TO DO:
In the data below, find the line that contains "self.buf.clear();" and the line that contains "fn draw(&mut self, f: &mut". Copy both, plus every line between them, exactly.

Saved data entries:
use color_eyre::eyre::Result;
use crossterm::event::{KeyCode, KeyEvent};
use ratatui::{prelude::*, widgets::*};
use tokio::sync::mpsc::Sender;

use super::Component;
use crate::{
    action::Action,
    config::DEFAULT_BORDER_STYLE,
    enums::ScanState,
    layout::get_popup_rect,
    mode::Mode,
    secret::Secret,
    tui::Frame,
};

const POPUP_WIDTH: u16 = 44;
const POPUP_HEIGHT: u16 = 3;

/// Password prompt for the elevation wrapper. Shown while the controller
/// waits for a credential; the typed characters are kept in a buffer that is
/// zeroed before release, and the display only ever shows mask characters.
#[derive(Default)]
pub struct Auth {
    action_tx: Option<Sender<Action>>,
    buf: String,
    active: bool,
}

impl Auth {
    pub fn new() -> Self {
        Self::default()
    }

    fn send(&self, action: Action) {
        if let Some(tx) = &self.action_tx {
            if let Err(e) = tx.try_send(action) {
                log::error!("failed to send action from auth prompt: {e:?}");
            }
        }
    }

    /// Zero the typed characters before dropping them.
    fn wipe_buf(&mut self) {
        unsafe {
            for b in self.buf.as_bytes_mut() {
                *b = 0;
            }
        }
        self.buf.clear();
    }
}

impl Component for Auth {
    fn register_action_handler(&mut self, tx: Sender<Action>) -> Result<()> {
        self.action_tx = Some(tx);
        Ok(())
    }

    fn handle_key_events(&mut self, key: KeyEvent) -> Result<Option<Action>> {
        if !self.active {
            return Ok(None);
        }
        match key.code {
            KeyCode::Enter => {
                let secret = Secret::new(std::mem::take(&mut self.buf));
                self.active = false;
                self.send(Action::CredentialSubmit(secret));
                Ok(Some(Action::ModeChange(Mode::Normal)))
            }
            KeyCode::Esc => {
                self.wipe_buf();
                self.active = false;
                self.send(Action::CredentialCancel);
                Ok(Some(Action::ModeChange(Mode::Normal)))
            }
            KeyCode::Backspace => {
                self.buf.pop();
                Ok(None)
            }
            KeyCode::Char(c) => {
                self.buf.push(c);
                Ok(None)
            }
            _ => Ok(None),
        }
    }

    fn update(&mut self, action: Action) -> Result<Option<Action>> {
        if let Action::ScanStateChanged(state) = action {
            match state {
                ScanState::AwaitingAuth => {
                    self.wipe_buf();
                    self.active = true;
                    return Ok(Some(Action::ModeChange(Mode::Auth)));
                }
                // The session moved on without us (stop or restart).
                _ if self.active => {
                    self.wipe_buf();
                    self.active = false;
                    return Ok(Some(Action::ModeChange(Mode::Normal)));
                }
                _ => {}
            }
        }
        Ok(None)
    }

    fn draw(&mut self, f: &mut Frame<'_>, area: Rect) -> Result<()> {
        if !self.active {
            return Ok(());
        }
        let rect = get_popup_rect(area, POPUP_WIDTH, POPUP_HEIGHT);
        f.render_widget(Clear, rect);

        let masked = "\u{2022}".repeat(self.buf.chars().count());
        let prompt = Paragraph::new(masked)
            .style(Style::default().fg(Color::Yellow))
            .block(
                Block::default()
                    .title("|sudo password|".yellow())
                    .title(
                        block::Title::from(Line::from(vec![
                            "|".yellow(),
                            "Enter".red().bold(),
                            "|run |".yellow(),
                            "Esc".red().bold(),
                            "|cancel|".yellow(),
                        ]))
                        .alignment(Alignment::Right)
                        .position(block::Position::Bottom),
                    )
                    .borders(Borders::ALL)
                    .border_type(DEFAULT_BORDER_STYLE)
                    .border_style(Style::default().fg(Color::Green))
                    .padding(Padding::new(1, 1, 0, 0)),
            );
        f.render_widget(prompt, rect);
        f.set_cursor(
            rect.x + 2 + self.buf.chars().count() as u16,
            rect.y + 1,
        );
        Ok(())
    }

    fn shutdown(&mut self) -> Result<()> {
        self.wipe_buf();
        Ok(())
    }
}

#[cfg(test)]
mod tests {
    use super::*;

    #[test]
    fn awaiting_auth_activates_the_prompt() {
        let mut auth = Auth::new();
        let action = auth
            .update(Action::ScanStateChanged(ScanState::AwaitingAuth))
            .unwrap();
        assert!(auth.active);
        assert_eq!(action, Some(Action::ModeChange(Mode::Auth)));
    }

    #[test]
    fn submit_hands_off_and_clears_the_buffer() {
        let (tx, mut rx) = tokio::sync::mpsc::channel(16);
        let mut auth = Auth::new();
        auth.register_action_handler(tx).unwrap();
        auth.update(Action::ScanStateChanged(ScanState::AwaitingAuth)).unwrap();

        for c in "hunter2".chars() {
            auth.handle_key_events(KeyEvent::from(KeyCode::Char(c))).unwrap();
        }
        let action = auth.handle_key_events(KeyEvent::from(KeyCode::Enter)).unwrap();

        assert_eq!(action, Some(Action::ModeChange(Mode::Normal)));
        assert!(auth.buf.is_empty());
        assert!(!auth.active);
        match rx.try_recv() {
            Ok(Action::CredentialSubmit(secret)) => assert_eq!(secret.expose(), "hunter2"),
            other => panic!("unexpected action: {:?}", other),
        }
    }

    #[test]
    fn escape_cancels_without_leaking() {
        let (tx, mut rx) = tokio::sync::mpsc::channel(16);
        let mut auth = Auth::new();
        auth.register_action_handler(tx).unwrap();
        auth.update(Action::ScanStateChanged(ScanState::AwaitingAuth)).unwrap();

        auth.handle_key_events(KeyEvent::from(KeyCode::Char('x'))).unwrap();
        auth.handle_key_events(KeyEvent::from(KeyCode::Esc)).unwrap();

        assert!(auth.buf.is_empty());
        match rx.try_recv() {
            Ok(Action::CredentialCancel) => {}
            other => panic!("unexpected action: {:?}", other),
        }
    }
}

OUTPUT OF THE TASK:
        self.buf.clear();
    }
}

impl Component for Auth {
    fn register_action_handler(&mut self, tx: Sender<Action>) -> Result<()> {
        self.action_tx = Some(tx);
        Ok(())
    }

    fn handle_key_events(&mut self, key: KeyEvent) -> Result<Option<Action>> {
        if !self.active {
            return Ok(None);
        }
        match key.code {
            KeyCode::Enter => {
                let secret = Secret::new(std::mem::take(&mut self.buf));
                self.active = false;
                self.send(Action::CredentialSubmit(secret));
                Ok(Some(Action::ModeChange(Mode::Normal)))
            }
            KeyCode::Esc => {
                self.wipe_buf();
                self.active = false;
                self.send(Action::CredentialCancel);
                Ok(Some(Action::ModeChange(Mode::Normal)))
            }
            KeyCode::Backspace => {
                self.buf.pop();
                Ok(None)
            }
            KeyCode::Char(c) => {
                self.buf.push(c);
                Ok(None)
            }
            _ => Ok(None),
        }
    }

    fn update(&mut self, action: Action) -> Result<Option<Action>> {
        if let Action::ScanStateChanged(state) = action {
            match state {
                ScanState::AwaitingAuth => {
                    self.wipe_buf();
                    self.active = true;
                    return Ok(Some(Action::ModeChange(Mode::Auth)));
                }
                // The session moved on without us (stop or restart).
                _ if self.active => {
                    self.wipe_buf();
                    self.active = false;
                    return Ok(Some(Action::ModeChange(Mode::Normal)));
                }
                _ => {}
            }
        }
        Ok(None)
    }

    fn draw(&mut self, f: &mut Frame<'_>, area: Rect) -> Result<()> {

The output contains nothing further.